Situations where cognitive dissonance can occur include:
Smoking despite being aware of the adverse health effects of tobacco use.
Choosing to promote a behavior, such as regular exercise, that a person does not themselves practice. This type of cognitive dissonance is called hypocrisy.
History of Cognitive Dissonance: Leon Festinger first proposed the theory of cognitive dissonance centered on how people try to reach internal consistency. He suggested that people have an inner need to ensure that their beliefs and behaviors are consistent. Inconsistent or conflicting beliefs lead to disharmony, which people strive to avoid. In his 1957 book, "A Theory of Cognitive Dissonance," Festinger explained, "Cognitive dissonance can be seen as an antecedent condition which leads to activity oriented toward dissonance reduction just as hunger leads toward activity oriented toward hunger-reduction. It is a very different motivation from what psychologists are used to dealing with but, as we shall see, nonetheless powerful."
How to recognize cognitive dissonance:
Cognitive dissonance is natural, and everyone goes through varying degrees of dissonance on a daily basis, depending on the different situations we find ourselves in and the beliefs being challenged. Often, the degree of dissonance is so insignificant that our minds resolve it without us being remotely aware that we were experiencing cognitive dissonance. Sometimes, however, the feeling of discomfort becomes strong enough that you become aware that something is not right, even if you might not recognize that you are experiencing cognitive dissonance.
So, how can you tell with certainty when you are experiencing cognitive dissonance? Below are some
common signs that signify dissonance:
Feeling squeamish or uncomfortable: Have you ever felt an uncomfortable feeling in the pit of your stomach right before or right after doing something or making a decision? More often than not, this is a sign that you are experiencing cognitive dissonance.
Conflict avoidance: Some people don’t like conflicts or confrontations at all. When faced with a potential confrontational situation, they choose the path of least resistance, which is to avoid the conflict. Conflict avoidance can also be a sign of cognitive dissonance. Instead of facing the situation, they decide to avoid the mental anguish associated with the conflict.
Ignoring the facts: Another sure sign of cognitive dissonance is ignoring the facts and making decisions that are wrong from a rational point of view. For instance, an obese person may continue consuming junk food even when they have been warned by the doctor that it will have adverse effects on their health.
Rationalization: If you make a decision and then find yourself convincing yourself that you made the right decision, that right there is an indicator of cognitive dissonance.
FOMO: This is known as the fear of missing out. How many times have you ended up going up to the club with your friends when you know that you should be saving that money? The fear of missing out causes you to do something that is against your belief in order to look cool or to impress your friends.

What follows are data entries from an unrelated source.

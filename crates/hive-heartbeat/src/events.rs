//! Cluster events published by the heartbeat layer.

use hive_state::NodeName;

/// Capacity of the event broadcast channel. Slow subscribers lag and skip.
pub const EVENT_CAPACITY: usize = 256;

#[derive(Debug, Clone, PartialEq, Eq)]
pub enum ClusterEvent {
    /// `peer` started beating on `link`.
    PeerBeating { link: String, peer: NodeName },
    /// `peer` went silent on `link` for longer than its timeout.
    PeerStale { link: String, peer: NodeName },
    /// A full dataset from `peer` was installed.
    TopologyChanged { peer: NodeName },
}
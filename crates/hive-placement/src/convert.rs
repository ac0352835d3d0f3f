//! Building placement candidates from the cluster snapshot.
//!
//! Bridges `hive_state::NodeState` to the placement engine's [`Candidate`].

use std::collections::BTreeMap;

use hive_state::{MonitorStatus, NodeName, NodeState, Provisioned};

use crate::candidate::Candidate;

/// Candidates for object `path` among its configured `nodes`.
///
/// Only nodes we hold a dataset for and that publish an instance of the
/// object are candidates; a silent node cannot be placed on.
pub fn candidates_from_snapshot(
    path: &str,
    nodes: &[NodeName],
    snapshot: &BTreeMap<NodeName, NodeState>,
) -> Vec<Candidate> {
    nodes
        .iter()
        .enumerate()
        .filter_map(|(order, node)| {
            let state = snapshot.get(node)?;
            let instance = state.instance(path)?;
            let start_failed = state
                .smon(path)
                .is_some_and(|smon| {
                    matches!(smon.status, MonitorStatus::StartFailed | MonitorStatus::RestartFailed)
                });
            Some(Candidate {
                node: node.clone(),
                order,
                frozen: state.is_frozen() || instance.is_frozen(),
                overloaded: state.stats.is_overloaded(),
                provisioned: instance.provisioned != Provisioned::False,
                constraints_ok: instance.constraints,
                start_failed,
                load_15m: state.stats.load_15m,
                mem_avail: state.stats.mem_avail,
                swap_avail: state.stats.swap_avail,
            })
        })
        .collect()
}

#[cfg(test)]
mod tests {
    use super::*;
    use serde_json::json;

    fn state(value: serde_json::Value) -> NodeState {
        serde_json::from_value(value).unwrap()
    }

    #[test]
    fn maps_node_and_instance_flags() {
        let mut snapshot = BTreeMap::new();
        snapshot.insert(
            "n1".to_string(),
            state(json!({
                "frozen": 12.0,
                "stats": {"load_15m": 1.5, "mem_avail": 50.0, "swap_avail": 80.0, "mem_total_mb": 1024},
                "services": {"status": {"svc/web": {"avail": "down", "provisioned": "false"}}},
            })),
        );
        snapshot.insert(
            "n2".to_string(),
            state(json!({
                "services": {"status": {"svc/web": {"avail": "down", "constraints": false}}},
                "monitor": {"services": {"svc/web": {"status": "start failed"}}},
            })),
        );

        let nodes = vec!["n1".to_string(), "n2".to_string(), "n3".to_string()];
        let c = candidates_from_snapshot("svc/web", &nodes, &snapshot);
        assert_eq!(c.len(), 2);

        assert_eq!(c[0].node, "n1");
        assert!(c[0].frozen);
        assert!(!c[0].provisioned);
        assert_eq!(c[0].load_15m, 1.5);

        assert_eq!(c[1].order, 1);
        assert!(!c[1].constraints_ok);
        assert!(c[1].start_failed);
        assert!(!c[1].frozen);
    }

    #[test]
    fn nodes_without_instance_are_skipped() {
        let mut snapshot = BTreeMap::new();
        snapshot.insert("n1".to_string(), state(json!({})));
        let c = candidates_from_snapshot("svc/web", &["n1".to_string()], &snapshot);
        assert!(c.is_empty());
    }
}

That is cognitive dissonance right there.
Shame: When we do something that goes against our beliefs, especially our personal beliefs, we end up with a feeling of shame. Even after trying to rationalize what you did, you still feel remorse for it and may even want to hide your choices or actions from other people.
Guilt: Doing something that is against your beliefs is also often accompanied by feelings of guilt. You feel that you messed up, that you should have done something else instead. The cognitive dissonance before such an action is usually signified by anxiety right before the action, followed by guilt after the action is done. This is usually followed by justification as you try to alleviate the guilt.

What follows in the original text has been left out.